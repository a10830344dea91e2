//! Appointment — a scheduled or completed service slot for a patient.

use chrono::{DateTime, Utc};
use serde::{Deserialize, Serialize};
use uuid::Uuid;

/// Where the appointment stands in its lifecycle.
#[derive(
  Debug, Clone, Copy, PartialEq, Eq, Default, Serialize, Deserialize,
)]
#[serde(rename_all = "lowercase")]
pub enum AppointmentStatus {
  /// Scheduled, patient not yet arrived.
  #[default]
  Awaiting,
  /// Arrival registered at reception.
  Arrived,
  Completed,
  Cancelled,
}

/// A service slot. Belongs to exactly one patient and is deleted with it.
#[derive(Debug, Clone, Serialize, Deserialize)]
pub struct Appointment {
  pub appointment_id: Uuid,
  pub patient_id:     Uuid,
  pub scheduled_at:   DateTime<Utc>,
  /// Service type, e.g. "general consultation".
  pub service:        String,
  /// Name of the attending staff member, if assigned.
  pub staff_name:     Option<String>,
  pub status:         AppointmentStatus,
  pub notes:          Option<String>,
}

/// Input to [`crate::store::RecordStore::add_appointment`].
/// `appointment_id` is assigned by the store.
#[derive(Debug, Clone)]
pub struct NewAppointment {
  pub patient_id:   Uuid,
  pub scheduled_at: DateTime<Utc>,
  pub service:      String,
  pub staff_name:   Option<String>,
  pub status:       AppointmentStatus,
  pub notes:        Option<String>,
}
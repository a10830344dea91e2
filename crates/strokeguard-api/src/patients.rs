//! Handlers for `/patients` endpoints.
//!
//! | Method   | Path | Notes |
//! |----------|------|-------|
//! | `GET`    | `/patients` | All patients |
//! | `POST`   | `/patients` | 400 on duplicate document |
//! | `GET`    | `/patients/:id` | 404 if not found |
//! | `PUT`    | `/patients/:id` | Partial body; omitted fields keep their value |
//! | `DELETE` | `/patients/:id` | Cascades to visits and appointments |

use axum::{
  Json,
  extract::{Path, State},
  http::StatusCode,
  response::IntoResponse,
};
use chrono::{NaiveDate, Utc};
use serde::Deserialize;
use serde_json::json;
use strokeguard_core::{
  patient::{
    ContactInfo, DocumentType, EmergencyContact, NewPatient, Patient,
    PatientRiskFactors, Sex,
  },
  store::RecordStore,
};
use uuid::Uuid;

use crate::{
  AppState,
  auth::Authenticated,
  error::{ApiError, ApiJson},
  validate::{
    FieldErrors, check_email, check_not_future, check_phone, require_digits,
    require_non_empty,
  },
};

fn validate_patient_fields(
  name: &str,
  document: &str,
  birth_date: NaiveDate,
  contact: &ContactInfo,
  emergency: &EmergencyContact,
) -> Result<(), ApiError> {
  let mut errors = FieldErrors::new();
  require_non_empty(&mut errors, "name", name);
  require_digits(&mut errors, "document", document);
  check_not_future(&mut errors, "birth_date", birth_date, Utc::now().date_naive());
  check_phone(&mut errors, "contact.phone", contact.phone.as_deref());
  check_email(&mut errors, "contact.email", contact.email.as_deref());
  check_phone(
    &mut errors,
    "emergency_contact.phone",
    emergency.phone.as_deref(),
  );
  errors.into_result()
}

// ─── List ─────────────────────────────────────────────────────────────────────

/// `GET /patients`
pub async fn list<S>(
  State(state): State<AppState<S>>,
  _auth: Authenticated,
) -> Result<Json<Vec<Patient>>, ApiError>
where
  S: RecordStore + Clone + Send + Sync + 'static,
  S::Error: std::error::Error + Send + Sync + 'static,
{
  let patients = state.store.list_patients().await.map_err(ApiError::store)?;
  Ok(Json(patients))
}

// ─── Create ───────────────────────────────────────────────────────────────────

#[derive(Debug, Deserialize)]
pub struct CreatePatientBody {
  pub name:              String,
  pub document_type:     DocumentType,
  pub document:          String,
  pub birth_date:        NaiveDate,
  pub sex:               Sex,
  #[serde(default)]
  pub contact:           ContactInfo,
  #[serde(default)]
  pub emergency_contact: EmergencyContact,
  #[serde(default)]
  pub risk_factors:      PatientRiskFactors,
  #[serde(default)]
  pub prior_stroke:      bool,
}

/// `POST /patients` — 201 with the stored patient, or 400 when the document
/// number is already registered (nothing is inserted).
pub async fn create<S>(
  State(state): State<AppState<S>>,
  _auth: Authenticated,
  ApiJson(body): ApiJson<CreatePatientBody>,
) -> Result<impl IntoResponse, ApiError>
where
  S: RecordStore + Clone + Send + Sync + 'static,
  S::Error: std::error::Error + Send + Sync + 'static,
{
  validate_patient_fields(
    &body.name,
    &body.document,
    body.birth_date,
    &body.contact,
    &body.emergency_contact,
  )?;

  if state
    .store
    .find_patient_by_document(&body.document)
    .await
    .map_err(ApiError::store)?
    .is_some()
  {
    return Err(ApiError::BadRequest(
      "the document is already registered".into(),
    ));
  }

  let patient = state
    .store
    .add_patient(NewPatient {
      name:              body.name,
      document_type:     body.document_type,
      document:          body.document,
      birth_date:        body.birth_date,
      sex:               body.sex,
      contact:           body.contact,
      emergency_contact: body.emergency_contact,
      risk_factors:      body.risk_factors,
      prior_stroke:      body.prior_stroke,
    })
    .await
    .map_err(ApiError::store)?;

  Ok((StatusCode::CREATED, Json(patient)))
}

// ─── Get one ──────────────────────────────────────────────────────────────────

/// `GET /patients/:id`
pub async fn get_one<S>(
  State(state): State<AppState<S>>,
  _auth: Authenticated,
  Path(id): Path<Uuid>,
) -> Result<Json<Patient>, ApiError>
where
  S: RecordStore + Clone + Send + Sync + 'static,
  S::Error: std::error::Error + Send + Sync + 'static,
{
  let patient = state
    .store
    .get_patient(id)
    .await
    .map_err(ApiError::store)?
    .ok_or_else(|| ApiError::NotFound("patient not found".into()))?;
  Ok(Json(patient))
}

// ─── Update ───────────────────────────────────────────────────────────────────

/// Partial update body: omitted fields keep their stored value.
#[derive(Debug, Default, Deserialize)]
pub struct UpdatePatientBody {
  pub name:              Option<String>,
  pub document_type:     Option<DocumentType>,
  pub document:          Option<String>,
  pub birth_date:        Option<NaiveDate>,
  pub sex:               Option<Sex>,
  pub contact:           Option<ContactInfo>,
  pub emergency_contact: Option<EmergencyContact>,
  pub risk_factors:      Option<PatientRiskFactors>,
  pub prior_stroke:      Option<bool>,
}

impl UpdatePatientBody {
  fn apply(self, patient: &mut Patient) {
    if let Some(name) = self.name {
      patient.name = name;
    }
    if let Some(document_type) = self.document_type {
      patient.document_type = document_type;
    }
    if let Some(document) = self.document {
      patient.document = document;
    }
    if let Some(birth_date) = self.birth_date {
      patient.birth_date = birth_date;
    }
    if let Some(sex) = self.sex {
      patient.sex = sex;
    }
    if let Some(contact) = self.contact {
      patient.contact = contact;
    }
    if let Some(emergency_contact) = self.emergency_contact {
      patient.emergency_contact = emergency_contact;
    }
    if let Some(risk_factors) = self.risk_factors {
      patient.risk_factors = risk_factors;
    }
    if let Some(prior_stroke) = self.prior_stroke {
      patient.prior_stroke = prior_stroke;
    }
  }
}

/// `PUT /patients/:id` — read-modify-write with validation on the merged
/// record.
pub async fn update<S>(
  State(state): State<AppState<S>>,
  _auth: Authenticated,
  Path(id): Path<Uuid>,
  ApiJson(body): ApiJson<UpdatePatientBody>,
) -> Result<Json<Patient>, ApiError>
where
  S: RecordStore + Clone + Send + Sync + 'static,
  S::Error: std::error::Error + Send + Sync + 'static,
{
  let mut patient = state
    .store
    .get_patient(id)
    .await
    .map_err(ApiError::store)?
    .ok_or_else(|| ApiError::NotFound("patient not found".into()))?;

  body.apply(&mut patient);

  validate_patient_fields(
    &patient.name,
    &patient.document,
    patient.birth_date,
    &patient.contact,
    &patient.emergency_contact,
  )?;

  // A changed document must still be unique.
  if let Some(existing) = state
    .store
    .find_patient_by_document(&patient.document)
    .await
    .map_err(ApiError::store)?
    && existing.patient_id != patient.patient_id
  {
    return Err(ApiError::BadRequest(
      "the document is already registered".into(),
    ));
  }

  state
    .store
    .update_patient(&patient)
    .await
    .map_err(ApiError::store)?;
  Ok(Json(patient))
}

// ─── Delete ───────────────────────────────────────────────────────────────────

/// `DELETE /patients/:id` — removes the patient and, by cascade, their
/// visits and appointments.
pub async fn delete<S>(
  State(state): State<AppState<S>>,
  _auth: Authenticated,
  Path(id): Path<Uuid>,
) -> Result<impl IntoResponse, ApiError>
where
  S: RecordStore + Clone + Send + Sync + 'static,
  S::Error: std::error::Error + Send + Sync + 'static,
{
  let deleted = state.store.delete_patient(id).await.map_err(ApiError::store)?;
  if !deleted {
    return Err(ApiError::NotFound("patient not found".into()));
  }
  Ok(Json(json!({ "message": "patient deleted" })))
}
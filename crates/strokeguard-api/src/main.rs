//! strokeguard server binary.
//!
//! Reads `config.toml` (or the path specified with `--config`), opens the
//! SQLite store, loads the classifier artifact, and serves the JSON API.
//! A missing or invalid classifier artifact aborts startup: without it the
//! scoring capability does not exist.

use std::{
  path::{Path, PathBuf},
  sync::Arc,
};

use anyhow::Context as _;
use clap::Parser;
use strokeguard_api::{AppState, ServerConfig, auth::AuthKeys};
use strokeguard_risk::RiskScorer;
use strokeguard_store_sqlite::SqliteStore;
use tokio::net::TcpListener;
use tracing::level_filters::LevelFilter;
use tracing_subscriber::EnvFilter;

#[derive(Parser)]
#[command(author, version, about = "strokeguard clinical records server")]
struct Cli {
  /// Path to the TOML configuration file.
  #[arg(short, long, default_value = "config.toml")]
  config: PathBuf,
}

#[tokio::main]
async fn main() -> anyhow::Result<()> {
  // Initialise tracing.
  tracing_subscriber::fmt()
    .with_env_filter(
      EnvFilter::builder()
        .with_default_directive(LevelFilter::INFO.into())
        .from_env_lossy(),
    )
    .init();

  let cli = Cli::parse();

  // Load configuration.
  let settings = config::Config::builder()
    .add_source(config::File::from(cli.config).required(false))
    .add_source(config::Environment::with_prefix("STROKEGUARD"))
    .build()
    .context("failed to read config file")?;

  let server_cfg: ServerConfig = settings
    .try_deserialize()
    .context("failed to deserialise ServerConfig")?;

  // Expand `~` in file paths.
  let db_path = expand_tilde(&server_cfg.db_path);
  let model_path = expand_tilde(&server_cfg.model_path);

  // Open SQLite store.
  let store = SqliteStore::open(&db_path)
    .await
    .with_context(|| format!("failed to open store at {db_path:?}"))?;

  // Load the classifier once; it is read-only shared state from here on.
  let scorer = RiskScorer::load(&model_path).with_context(|| {
    format!("failed to load classifier artifact at {model_path:?}")
  })?;

  // Build application state.
  let state = AppState {
    store:  Arc::new(store),
    scorer: Arc::new(scorer),
    auth:   Arc::new(AuthKeys::new(&server_cfg.jwt_secret)),
  };

  let app = strokeguard_api::router(state);
  let address = format!("{}:{}", server_cfg.host, server_cfg.port);

  tracing::info!("Listening on http://{address}");
  let listener = TcpListener::bind(&address)
    .await
    .with_context(|| format!("failed to bind {address}"))?;

  axum::serve(listener, app).await.context("server error")?;

  Ok(())
}

/// Expand a leading `~` to the user's home directory.
fn expand_tilde(path: &Path) -> PathBuf {
  let s = path.to_string_lossy();
  if let Some(rest) = s.strip_prefix("~/")
    && let Ok(home) = std::env::var("HOME")
  {
    return PathBuf::from(home).join(rest);
  }
  path.to_path_buf()
}
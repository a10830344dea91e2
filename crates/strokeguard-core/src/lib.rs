//! Core types and trait definitions for the strokeguard clinical record
//! service.
//!
//! This crate is deliberately free of HTTP and database dependencies.
//! All other crates depend on it; it depends on nothing proprietary.

// We intentionally use native `async fn` in traits (stabilised in Rust 1.75).
// Suppress the advisory lint about `Send` bounds on the returned futures.
#![allow(async_fn_in_trait)]

pub mod account;
pub mod appointment;
pub mod error;
pub mod patient;
pub mod store;
pub mod visit;

pub use error::{Error, Result};
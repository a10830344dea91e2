//! Handlers for `/visits` endpoints.
//!
//! | Method   | Path | Notes |
//! |----------|------|-------|
//! | `GET`    | `/visits` | Optional `?from=YYYY-MM-DD&to=YYYY-MM-DD` |
//! | `POST`   | `/visits` | 404 when the patient does not exist |
//! | `GET`    | `/visits/:id` | |
//! | `PUT`    | `/visits/:id` | Partial body; BMI recomputed on weight/height change |
//! | `DELETE` | `/visits/:id` | |
//! | `GET`    | `/visits/patient/:id` | Light summary rows, newest first |
//! | `GET`    | `/visits/patient/:id/summary` | Averages and frequent conditions |

use std::collections::HashMap;

use axum::{
  Json,
  extract::{Path, Query, State},
  http::StatusCode,
  response::IntoResponse,
};
use chrono::{NaiveDate, Utc};
use serde::{Deserialize, Serialize};
use serde_json::json;
use strokeguard_core::{
  store::{RecordStore, VisitDateRange},
  visit::{
    Biometrics, Comorbidities, NewVisit, Visit, VisitNarrative,
    VisitRiskFactors, VitalSigns,
  },
};
use uuid::Uuid;

use crate::{
  AppState,
  auth::Authenticated,
  error::{ApiError, ApiJson},
  validate::{FieldErrors, check_not_future, require_positive},
};

fn validate_visit_fields(
  visit_date: NaiveDate,
  vitals: &VitalSigns,
  weight: f64,
  height: f64,
) -> Result<(), ApiError> {
  let mut errors = FieldErrors::new();
  check_not_future(&mut errors, "visit_date", visit_date, Utc::now().date_naive());
  require_positive(&mut errors, "vitals.systolic_pressure", vitals.systolic_pressure);
  require_positive(&mut errors, "vitals.diastolic_pressure", vitals.diastolic_pressure);
  require_positive(&mut errors, "weight", weight);
  require_positive(&mut errors, "height", height);
  errors.into_result()
}

// ─── List ─────────────────────────────────────────────────────────────────────

#[derive(Debug, Default, Deserialize)]
pub struct ListParams {
  pub from: Option<NaiveDate>,
  pub to:   Option<NaiveDate>,
}

/// `GET /visits[?from=...][&to=...]`
pub async fn list<S>(
  State(state): State<AppState<S>>,
  _auth: Authenticated,
  Query(params): Query<ListParams>,
) -> Result<Json<Vec<Visit>>, ApiError>
where
  S: RecordStore + Clone + Send + Sync + 'static,
  S::Error: std::error::Error + Send + Sync + 'static,
{
  let range = VisitDateRange { from: params.from, to: params.to };
  let visits = state.store.list_visits(range).await.map_err(ApiError::store)?;
  Ok(Json(visits))
}

// ─── Create ───────────────────────────────────────────────────────────────────

#[derive(Debug, Deserialize)]
pub struct CreateVisitBody {
  pub patient_id:    Uuid,
  pub visit_date:    NaiveDate,
  pub vitals:        VitalSigns,
  pub weight:        f64,
  pub height:        f64,
  #[serde(default)]
  pub risk_factors:  VisitRiskFactors,
  #[serde(default)]
  pub comorbidities: Comorbidities,
  #[serde(default)]
  pub narrative:     VisitNarrative,
  #[serde(default)]
  pub stroke_event:  bool,
}

/// `POST /visits` — 201 with the stored visit (BMI derived by the store).
pub async fn create<S>(
  State(state): State<AppState<S>>,
  _auth: Authenticated,
  ApiJson(body): ApiJson<CreateVisitBody>,
) -> Result<impl IntoResponse, ApiError>
where
  S: RecordStore + Clone + Send + Sync + 'static,
  S::Error: std::error::Error + Send + Sync + 'static,
{
  validate_visit_fields(body.visit_date, &body.vitals, body.weight, body.height)?;

  if state
    .store
    .get_patient(body.patient_id)
    .await
    .map_err(ApiError::store)?
    .is_none()
  {
    return Err(ApiError::NotFound("patient not found".into()));
  }

  let visit = state
    .store
    .add_visit(NewVisit {
      patient_id:    body.patient_id,
      visit_date:    body.visit_date,
      vitals:        body.vitals,
      weight:        body.weight,
      height:        body.height,
      risk_factors:  body.risk_factors,
      comorbidities: body.comorbidities,
      narrative:     body.narrative,
      stroke_event:  body.stroke_event,
    })
    .await
    .map_err(ApiError::store)?;

  Ok((StatusCode::CREATED, Json(visit)))
}

// ─── Get one ──────────────────────────────────────────────────────────────────

/// `GET /visits/:id`
pub async fn get_one<S>(
  State(state): State<AppState<S>>,
  _auth: Authenticated,
  Path(id): Path<Uuid>,
) -> Result<Json<Visit>, ApiError>
where
  S: RecordStore + Clone + Send + Sync + 'static,
  S::Error: std::error::Error + Send + Sync + 'static,
{
  let visit = state
    .store
    .get_visit(id)
    .await
    .map_err(ApiError::store)?
    .ok_or_else(|| ApiError::NotFound("visit not found".into()))?;
  Ok(Json(visit))
}

// ─── Update ───────────────────────────────────────────────────────────────────

/// Partial update body: omitted fields keep their stored value. Changing
/// weight or height recomputes the BMI.
#[derive(Debug, Default, Deserialize)]
pub struct UpdateVisitBody {
  pub visit_date:    Option<NaiveDate>,
  pub vitals:        Option<VitalSigns>,
  pub weight:        Option<f64>,
  pub height:        Option<f64>,
  pub risk_factors:  Option<VisitRiskFactors>,
  pub comorbidities: Option<Comorbidities>,
  pub narrative:     Option<VisitNarrative>,
  pub stroke_event:  Option<bool>,
}

/// `PUT /visits/:id`
pub async fn update<S>(
  State(state): State<AppState<S>>,
  _auth: Authenticated,
  Path(id): Path<Uuid>,
  ApiJson(body): ApiJson<UpdateVisitBody>,
) -> Result<Json<Visit>, ApiError>
where
  S: RecordStore + Clone + Send + Sync + 'static,
  S::Error: std::error::Error + Send + Sync + 'static,
{
  let mut visit = state
    .store
    .get_visit(id)
    .await
    .map_err(ApiError::store)?
    .ok_or_else(|| ApiError::NotFound("visit not found".into()))?;

  if let Some(visit_date) = body.visit_date {
    visit.visit_date = visit_date;
  }
  if let Some(vitals) = body.vitals {
    visit.vitals = vitals;
  }
  let weight = body.weight.unwrap_or(visit.biometrics.weight);
  let height = body.height.unwrap_or(visit.biometrics.height);
  if let Some(risk_factors) = body.risk_factors {
    visit.risk_factors = risk_factors;
  }
  if let Some(comorbidities) = body.comorbidities {
    visit.comorbidities = comorbidities;
  }
  if let Some(narrative) = body.narrative {
    visit.narrative = narrative;
  }
  if let Some(stroke_event) = body.stroke_event {
    visit.stroke_event = stroke_event;
  }

  validate_visit_fields(visit.visit_date, &visit.vitals, weight, height)?;
  // Positive measurements were just validated.
  visit.biometrics = Biometrics::from_measurements(weight, height)
    .map_err(|e| ApiError::Internal(e.to_string()))?;

  state.store.update_visit(&visit).await.map_err(ApiError::store)?;
  Ok(Json(visit))
}

// ─── Delete ───────────────────────────────────────────────────────────────────

/// `DELETE /visits/:id`
pub async fn delete<S>(
  State(state): State<AppState<S>>,
  _auth: Authenticated,
  Path(id): Path<Uuid>,
) -> Result<impl IntoResponse, ApiError>
where
  S: RecordStore + Clone + Send + Sync + 'static,
  S::Error: std::error::Error + Send + Sync + 'static,
{
  let deleted = state.store.delete_visit(id).await.map_err(ApiError::store)?;
  if !deleted {
    return Err(ApiError::NotFound("visit not found".into()));
  }
  Ok(Json(json!({ "message": "visit deleted" })))
}

// ─── Per-patient listing ──────────────────────────────────────────────────────

/// One row of the light per-patient listing.
#[derive(Debug, Serialize)]
pub struct VisitSummaryRow {
  pub visit_id:   Uuid,
  pub visit_date: NaiveDate,
  pub reason:     Option<String>,
  pub bmi:        f64,
}

/// `GET /visits/patient/:id` — newest first; empty for unknown patients.
pub async fn for_patient<S>(
  State(state): State<AppState<S>>,
  _auth: Authenticated,
  Path(patient_id): Path<Uuid>,
) -> Result<Json<Vec<VisitSummaryRow>>, ApiError>
where
  S: RecordStore + Clone + Send + Sync + 'static,
  S::Error: std::error::Error + Send + Sync + 'static,
{
  let visits = state
    .store
    .visits_for_patient(patient_id)
    .await
    .map_err(ApiError::store)?;

  let rows = visits
    .into_iter()
    .map(|v| VisitSummaryRow {
      visit_id:   v.visit_id,
      visit_date: v.visit_date,
      reason:     v.narrative.reason,
      bmi:        v.biometrics.bmi,
    })
    .collect();
  Ok(Json(rows))
}

// ─── Clinical summary ─────────────────────────────────────────────────────────

#[derive(Debug, Serialize)]
pub struct FrequentEntry {
  pub value: String,
  pub count: usize,
}

#[derive(Debug, Serialize)]
pub struct PatientSummary {
  pub total_visits:           usize,
  pub avg_temperature:        f64,
  pub avg_heart_rate:         f64,
  pub avg_respiratory_rate:   f64,
  pub avg_bmi:                f64,
  /// Up to 3 most frequent prior conditions across all visits.
  pub frequent_conditions:    Vec<FrequentEntry>,
  /// Up to 3 most frequent visit reasons.
  pub frequent_reasons:       Vec<FrequentEntry>,
}

#[derive(Debug, Serialize)]
pub struct PatientSummaryResponse {
  pub visits:  Vec<Visit>,
  pub summary: PatientSummary,
}

fn round2(value: f64) -> f64 { (value * 100.0).round() / 100.0 }

/// Count occurrences and keep the top 3 (ties broken alphabetically so the
/// output is deterministic).
fn most_common(values: impl Iterator<Item = String>) -> Vec<FrequentEntry> {
  let mut counts: HashMap<String, usize> = HashMap::new();
  for value in values {
    *counts.entry(value).or_insert(0) += 1;
  }
  let mut entries: Vec<FrequentEntry> = counts
    .into_iter()
    .map(|(value, count)| FrequentEntry { value, count })
    .collect();
  entries.sort_by(|a, b| b.count.cmp(&a.count).then(a.value.cmp(&b.value)));
  entries.truncate(3);
  entries
}

/// `GET /visits/patient/:id/summary` — 404 when the patient has no visits.
pub async fn patient_summary<S>(
  State(state): State<AppState<S>>,
  _auth: Authenticated,
  Path(patient_id): Path<Uuid>,
) -> Result<Json<PatientSummaryResponse>, ApiError>
where
  S: RecordStore + Clone + Send + Sync + 'static,
  S::Error: std::error::Error + Send + Sync + 'static,
{
  let visits = state
    .store
    .visits_for_patient(patient_id)
    .await
    .map_err(ApiError::store)?;

  if visits.is_empty() {
    return Err(ApiError::NotFound("no visits for this patient".into()));
  }

  let total = visits.len();
  let sum_temperature: f64 =
    visits.iter().filter_map(|v| v.vitals.temperature).sum();
  let sum_heart_rate: f64 = visits
    .iter()
    .filter_map(|v| v.vitals.heart_rate)
    .map(f64::from)
    .sum();
  let sum_respiratory: f64 = visits
    .iter()
    .filter_map(|v| v.vitals.respiratory_rate)
    .map(f64::from)
    .sum();
  let sum_bmi: f64 = visits.iter().map(|v| v.biometrics.bmi).sum();

  let conditions = visits.iter().flat_map(|v| {
    v.narrative
      .prior_conditions
      .as_deref()
      .unwrap_or("")
      .split(',')
      .map(|c| c.trim().to_lowercase())
      .filter(|c| !c.is_empty())
      .collect::<Vec<_>>()
  });
  let reasons = visits
    .iter()
    .filter_map(|v| v.narrative.reason.as_deref())
    .map(|r| r.trim().to_lowercase())
    .filter(|r| !r.is_empty());

  let summary = PatientSummary {
    total_visits:         total,
    avg_temperature:      round2(sum_temperature / total as f64),
    avg_heart_rate:       round2(sum_heart_rate / total as f64),
    avg_respiratory_rate: round2(sum_respiratory / total as f64),
    avg_bmi:              round2(sum_bmi / total as f64),
    frequent_conditions:  most_common(conditions),
    frequent_reasons:     most_common(reasons),
  };

  Ok(Json(PatientSummaryResponse { visits, summary }))
}
// ─── Router ───────────────────────────────────────────────────────────────────

/// Build the full API router. Every route except `/auth/register` and
/// `/auth/login` requires a bearer token.
pub fn router<S>(state: AppState<S>) -> Router
where
  S: RecordStore + Clone + Send + Sync + 'static,
  S::Error: std::error::Error + Send + Sync + 'static,
{
  Router::new()
    // Authentication
    .route("/auth/register", post(auth::register::<S>))
    .route("/auth/login", post(auth::login::<S>))
    .route("/auth/profile", get(auth::profile::<S>))
    // Patients
    .route(
      "/patients",
      get(patients::list::<S>).post(patients::create::<S>),
    )
    .route(
      "/patients/{id}",
      get(patients::get_one::<S>)
        .put(patients::update::<S>)
        .delete(patients::delete::<S>),
    )
    // Visits
    .route("/visits", get(visits::list::<S>).post(visits::create::<S>))
    .route(
      "/visits/{id}",
      get(visits::get_one::<S>)
        .put(visits::update::<S>)
        .delete(visits::delete::<S>),
    )
    .route("/visits/patient/{id}", get(visits::for_patient::<S>))
    .route(
      "/visits/patient/{id}/summary",
      get(visits::patient_summary::<S>),
    )
    // Appointments
    .route(
      "/appointments",
      get(appointments::list::<S>).post(appointments::create::<S>),
    )
    .route("/appointments/today", get(appointments::today::<S>))
    .route(
      "/appointments/{id}",
      get(appointments::get_one::<S>)
        .put(appointments::update::<S>)
        .delete(appointments::delete::<S>),
    )
    // Risk prediction
    .route("/risk/patients", get(risk::list::<S>))
    .route("/risk/patients/{id}", get(risk::predict::<S>))
    // Aggregate statistics
    .route("/stats", get(stats::report::<S>))
    .layer(TraceLayer::new_for_http())
    .with_state(state)
}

> [Work instruction] Among the records above, repeat exactly the line with "in its lifecycle.", the line with "deleted with it.", and every line in between, and only those.

> [Solution to this problem]
/// Where the appointment stands in its lifecycle.
#[derive(
  Debug, Clone, Copy, PartialEq, Eq, Default, Serialize, Deserialize,
)]
#[serde(rename_all = "lowercase")]
pub enum AppointmentStatus {
  /// Scheduled, patient not yet arrived.
  #[default]
  Awaiting,
  /// Arrival registered at reception.
  Arrived,
  Completed,
  Cancelled,
}

/// A service slot. Belongs to exactly one patient and is deleted with it.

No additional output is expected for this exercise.